4.2.2. Model Training

We demonstrated in our previous work [14] the effectiveness of transfer learning between corpora of the same language or corpora of different languages. Hence, we trained different models from the selected detector with and without different types of transfer learning. In the following, we present the different models that we investigated, and then we present how we trained these models.

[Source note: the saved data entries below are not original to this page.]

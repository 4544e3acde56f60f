use std::{process::Command as StdCommand, time::Duration};

use anyhow::Result;
use rmcp::{model::ClientInfo, serve_client};
use serde_json::Value;
use tokio::time::timeout;

use crate::common::{fixture, spawn_server_process, BINARY_PATH};

#[tokio::test]
async fn inspector_style_spawn_lists_tools() -> Result<()> {
    let (mut child, transport, stderr_task) = spawn_server_process().await?;

    let client = serve_client(ClientInfo::default(), transport).await?;
    let info = client.peer_info().cloned().expect("server info after handshake");
    assert_eq!(info.server_info.name, "Fixture Server");
    assert_eq!(info.server_info.version, "2.3.4");

    let list = client.list_tools(None).await?;
    for expected in ["echo", "calculate_statistics", "health_check"] {
        assert!(
            list.tools.iter().any(|tool| tool.name.as_ref() == expected),
            "list_tools should include {expected}: {:?}",
            list.tools
        );
    }

    client.cancel().await?;
    let status = timeout(Duration::from_secs(5), child.wait()).await??;
    assert!(
        status.success(),
        "server should exit cleanly but exit status was {status:?}"
    );
    if let Some(handle) = stderr_task {
        let _ = handle.await;
    }
    Ok(())
}

#[test]
fn show_config_prints_fixture_settings_without_secrets() -> Result<()> {
    let output = StdCommand::new(BINARY_PATH)
        .arg("show-config")
        .env("MCP_CONFIG_PATH", fixture("tests/fixtures/settings_valid.toml"))
        .env("API_KEY", "never-printed")
        .env_remove("RUST_LOG")
        .output()?;
    assert!(output.status.success(), "show-config failed: {output:?}");

    let stdout = String::from_utf8(output.stdout)?;
    assert!(!stdout.contains("never-printed"));
    let rendered: Value = serde_json::from_str(&stdout)?;
    assert_eq!(rendered["server"]["name"], "Fixture Server");
    assert_eq!(rendered["performance"]["timeout_seconds"], 12);
    Ok(())
}

#[test]
fn invalid_production_config_exits_with_failure() -> Result<()> {
    let output = StdCommand::new(BINARY_PATH)
        .arg("show-config")
        .env("MCP_CONFIG_PATH", fixture("tests/fixtures/settings_invalid.toml"))
        .env_remove("RUST_LOG")
        .output()?;
    assert!(!output.status.success());
    assert!(output.stdout.is_empty());
    Ok(())
}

We used the detector with default parameters as a baseline, and we called it the MDD-Object model. We trained the MDD-Object model using only real non-native speech without any initial training. In the second model, MDD-Object-G, which was produced from the optimization process in the previous section, we trained the model from scratch without any initial training using the developed Arabic-CAPT corpus. Then, we trained various versions of it by initially training the detector using native speech, synthesized speech, and a combination of native and synthesized speech, and we called these versions MDD-Object-G/N, MDD-Object-G/S, and MDD-Object-G/NS, respectively. In the MDD-Object-G/N model, we initially trained using native speech, and then we transferred the weights by freezing the first four layers of the backbone network of the detector and fine-tune the remaining layers using the real non-native Arabic-CAPT corpus. In MDD-Object-G/S, we trained the model using synthesized speech from the Arabic-CAPT-S corpus, which is approximately four times the size of the original Arabic-CAPT corpus, as shown in Table 3. Then, we transferred the weights of the detector and fine-tuned them using the real Arabic-CAPT corpus. Finally, in MDD-Object-G/NS, we initially trained the model using the combination of native speech and synthesized speech. Then, we also transferred the weights of the detector and fine-tuned them using the real Arabic-CAPT corpus.

For the third model, we observed in our previous work [14] that the long version of YOLOv3, which is called YOLOv3, achieved better results than the tiny version; hence, we also investigated this detector using the same selected hyper-parameters as in the previous section, and we called this model MDD-Object-G-Large/NS. We also initially trained it using the combination of native speech and synthesized speech. Then, we transferred the weights of the detector and fine-tuned them using the Arabic-CAPT corpus.

Table 7. Speech type for the proposed models. N: native speech; S: synthesized speech; NN: non-native speech.

	Initial Training Phase		Fine Tuning Phase
	Training Set	Validation Set	Training Set	Validation Set	Testing Set
MDD-object (baseline)	-	-	NN	NN	NN
MDD-object-G	-	-
MDD-object-G/N	N	N
MDD-object-G/S	S	S
MDD-object-G/NS	N+S	N+S
MDD-object-G-Large/NS	N+S	N+S

shows the type of speech that was used for the initial training and fine-tuning phases for each of the proposed models.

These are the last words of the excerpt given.